Records from a data source:
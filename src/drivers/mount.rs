//! Mount (telescope) contract.

use anyhow::Result;
use async_trait::async_trait;
use chrono::{DateTime, Utc};
use serde::{Deserialize, Serialize};

use super::Driver;

/// Tracking rate for sky motion compensation.
#[derive(Clone, Copy, Debug, Default, PartialEq, Eq, Serialize, Deserialize)]
pub enum TrackingSpeed {
    /// Stars
    #[default]
    Sidereal,
    /// The Moon
    Lunar,
    /// The Sun
    Solar,
    /// King rate, corrected for refraction
    King,
}

/// Capability fields populated by the backend on connect.
#[derive(Clone, Copy, Debug, Default, PartialEq, Eq, Serialize)]
pub struct MountCapabilities {
    /// Tracking can be switched on and off
    pub can_set_tracking: bool,
    /// The mount can park
    pub can_park: bool,
    /// Slews can run in the background
    pub can_slew_async: bool,
    /// Pulse-guide commands are accepted
    pub can_pulse_guide: bool,
}

/// Equatorial mount.
///
/// Coordinates are J-now right ascension in hours and declination in degrees.
#[async_trait]
pub trait Mount: Driver {
    /// Capability snapshot, only meaningful while connected.
    fn capabilities(&self) -> MountCapabilities;

    /// Whether the mount is tracking
    async fn tracking(&self) -> Result<bool>;

    /// Switch tracking on or off.
    async fn set_tracking(&self, enabled: bool) -> Result<()>;

    /// Current tracking rate
    async fn tracking_speed(&self) -> Result<TrackingSpeed>;

    /// Change the tracking rate.
    async fn set_tracking_speed(&self, speed: TrackingSpeed) -> Result<()>;

    /// Whether a slew is in progress
    async fn is_slewing(&self) -> Result<bool>;

    /// Start a slew and return immediately.
    ///
    /// `Ok(false)` means the mount refused the request (below horizon, parked,
    /// limits); the caller polls [`is_slewing`](Mount::is_slewing) otherwise.
    async fn slew_async(&self, ra_hours: f64, dec_degrees: f64) -> Result<bool>;

    /// Stop a running slew.
    async fn abort_slew(&self) -> Result<()> {
        anyhow::bail!("Abort slew not supported by this mount")
    }

    /// The mount's own UTC clock, used to timestamp frames.
    async fn utc_date(&self) -> Result<DateTime<Utc>>;
}
//! Result Envelopes
//!
//! Call-result containers carried across a service boundary:
//!
//! - [`NoDataResult`] - success flag and error descriptors
//! - [`ServiceResult`] - the same, plus a payload on success
//!
//! Envelopes are built once through their factories and are read-only
//! afterwards. Transport decoders rebuild them with `from_parts`, which keeps
//! whatever arrived on the wire so that a malformed envelope is reported by
//! `raise_or_return` instead of being silently repaired.
//!
//! # Example
//!
//! ```
//! use trellis_core::{ErrorKind, ManagedError, ServiceResult};
//!
//! let ok = ServiceResult::create_result(42);
//! assert_eq!(ok.raise_or_return().unwrap(), 42);
//!
//! let failed: ServiceResult<i32> =
//!     ServiceResult::create_error(ManagedError::validation("Last name is required", "lastName"));
//! let err = failed.raise_or_return().unwrap_err();
//! assert_eq!(err.kind(), ErrorKind::Validation);
//! ```

use std::borrow::Borrow;

use crate::descriptor::{CodecError, ErrorDescriptor};
use crate::error::{CallError, ManagedError, ProtocolViolation};

/// Encodes a non-empty sequence of errors, order preserved.
fn encode_all<I>(errs: I) -> Result<Vec<ErrorDescriptor>, CodecError>
where
    I: IntoIterator,
    I::Item: Borrow<ManagedError>,
{
    let errors: Vec<ErrorDescriptor> = errs
        .into_iter()
        .map(|err| ErrorDescriptor::encode(err.borrow()))
        .collect();
    if errors.is_empty() {
        return Err(CodecError::EmptyErrorList);
    }
    Ok(errors)
}

/// Surfaces the first descriptor of a failed envelope.
fn raise_first(errors: Vec<ErrorDescriptor>) -> CallError {
    let total = errors.len();
    let Some(first) = errors.into_iter().next() else {
        tracing::warn!("failed result carried no error descriptors");
        return ProtocolViolation::MissingErrors.into();
    };
    if total > 1 {
        tracing::debug!(
            surfaced = %first.kind,
            discarded = total - 1,
            "surfacing first error of a multi-error result"
        );
    }
    CallError::Managed(first.decode())
}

§ Exercise objective:
Look through the entries above and quote exactly the lines from the line with "async fn is_slewing(&self)" to the line with "a running slew.", counting both of those lines.

§ Answer for the task:
    async fn is_slewing(&self) -> Result<bool>;

    /// Start a slew and return immediately.
    ///
    /// `Ok(false)` means the mount refused the request (below horizon, parked,
    /// limits); the caller polls [`is_slewing`](Mount::is_slewing) otherwise.
    async fn slew_async(&self, ra_hours: f64, dec_degrees: f64) -> Result<bool>;

    /// Stop a running slew.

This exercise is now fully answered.